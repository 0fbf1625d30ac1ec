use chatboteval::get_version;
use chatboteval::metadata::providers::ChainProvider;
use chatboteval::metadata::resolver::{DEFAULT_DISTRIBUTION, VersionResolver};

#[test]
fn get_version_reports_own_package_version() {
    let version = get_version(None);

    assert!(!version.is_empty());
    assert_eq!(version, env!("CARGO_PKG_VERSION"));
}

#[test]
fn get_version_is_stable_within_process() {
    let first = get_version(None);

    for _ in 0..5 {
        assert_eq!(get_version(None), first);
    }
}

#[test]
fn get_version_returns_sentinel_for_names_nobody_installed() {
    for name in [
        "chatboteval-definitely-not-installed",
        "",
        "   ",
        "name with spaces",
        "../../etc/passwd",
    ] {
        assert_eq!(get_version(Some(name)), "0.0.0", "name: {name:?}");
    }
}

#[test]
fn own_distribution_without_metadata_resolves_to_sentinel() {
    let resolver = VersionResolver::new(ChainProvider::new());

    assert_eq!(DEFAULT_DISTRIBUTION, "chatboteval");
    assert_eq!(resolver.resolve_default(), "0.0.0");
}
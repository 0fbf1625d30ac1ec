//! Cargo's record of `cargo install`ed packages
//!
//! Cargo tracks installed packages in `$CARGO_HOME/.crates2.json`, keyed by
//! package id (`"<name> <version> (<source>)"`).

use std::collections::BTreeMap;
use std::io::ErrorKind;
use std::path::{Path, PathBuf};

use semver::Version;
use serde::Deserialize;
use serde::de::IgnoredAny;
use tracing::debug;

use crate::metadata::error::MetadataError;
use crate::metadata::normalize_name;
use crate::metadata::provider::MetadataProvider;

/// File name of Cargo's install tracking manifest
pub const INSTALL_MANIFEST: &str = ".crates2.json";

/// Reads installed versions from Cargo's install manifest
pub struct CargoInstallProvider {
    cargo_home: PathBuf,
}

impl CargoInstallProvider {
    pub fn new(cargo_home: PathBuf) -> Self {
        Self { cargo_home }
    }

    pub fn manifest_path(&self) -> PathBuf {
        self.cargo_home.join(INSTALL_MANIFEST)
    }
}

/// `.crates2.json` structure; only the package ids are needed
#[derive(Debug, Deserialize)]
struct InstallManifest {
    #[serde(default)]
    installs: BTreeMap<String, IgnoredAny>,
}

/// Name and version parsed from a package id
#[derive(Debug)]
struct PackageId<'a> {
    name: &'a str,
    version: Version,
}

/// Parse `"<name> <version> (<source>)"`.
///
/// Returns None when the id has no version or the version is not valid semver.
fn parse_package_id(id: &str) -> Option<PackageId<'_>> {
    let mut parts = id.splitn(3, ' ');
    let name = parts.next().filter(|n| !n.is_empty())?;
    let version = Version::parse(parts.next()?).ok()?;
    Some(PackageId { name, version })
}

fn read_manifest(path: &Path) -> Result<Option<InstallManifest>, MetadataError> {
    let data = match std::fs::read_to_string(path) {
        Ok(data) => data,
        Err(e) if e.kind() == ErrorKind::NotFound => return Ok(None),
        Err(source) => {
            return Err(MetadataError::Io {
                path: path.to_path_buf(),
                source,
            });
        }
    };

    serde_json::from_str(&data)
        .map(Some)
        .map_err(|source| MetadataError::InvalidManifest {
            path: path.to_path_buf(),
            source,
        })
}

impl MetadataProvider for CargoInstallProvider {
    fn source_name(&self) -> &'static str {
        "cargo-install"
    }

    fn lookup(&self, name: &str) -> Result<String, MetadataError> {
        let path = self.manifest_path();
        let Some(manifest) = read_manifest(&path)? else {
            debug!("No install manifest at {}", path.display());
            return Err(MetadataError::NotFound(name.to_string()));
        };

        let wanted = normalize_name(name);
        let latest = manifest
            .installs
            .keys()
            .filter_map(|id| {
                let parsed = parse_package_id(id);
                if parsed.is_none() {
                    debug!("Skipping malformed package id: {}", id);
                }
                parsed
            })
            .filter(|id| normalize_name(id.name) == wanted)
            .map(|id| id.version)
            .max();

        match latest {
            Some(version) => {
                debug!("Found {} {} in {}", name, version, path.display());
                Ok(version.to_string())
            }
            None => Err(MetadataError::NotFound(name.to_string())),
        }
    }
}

= Task =
Transcribe the lines above between the line holding "let path = self.manifest_path();" and the line holding "let latest = manifest", inclusive, exactly as they stand and with nothing added.

= Exercise answer =
        let path = self.manifest_path();
        let Some(manifest) = read_manifest(&path)? else {
            debug!("No install manifest at {}", path.display());
            return Err(MetadataError::NotFound(name.to_string()));
        };

        let wanted = normalize_name(name);
        let latest = manifest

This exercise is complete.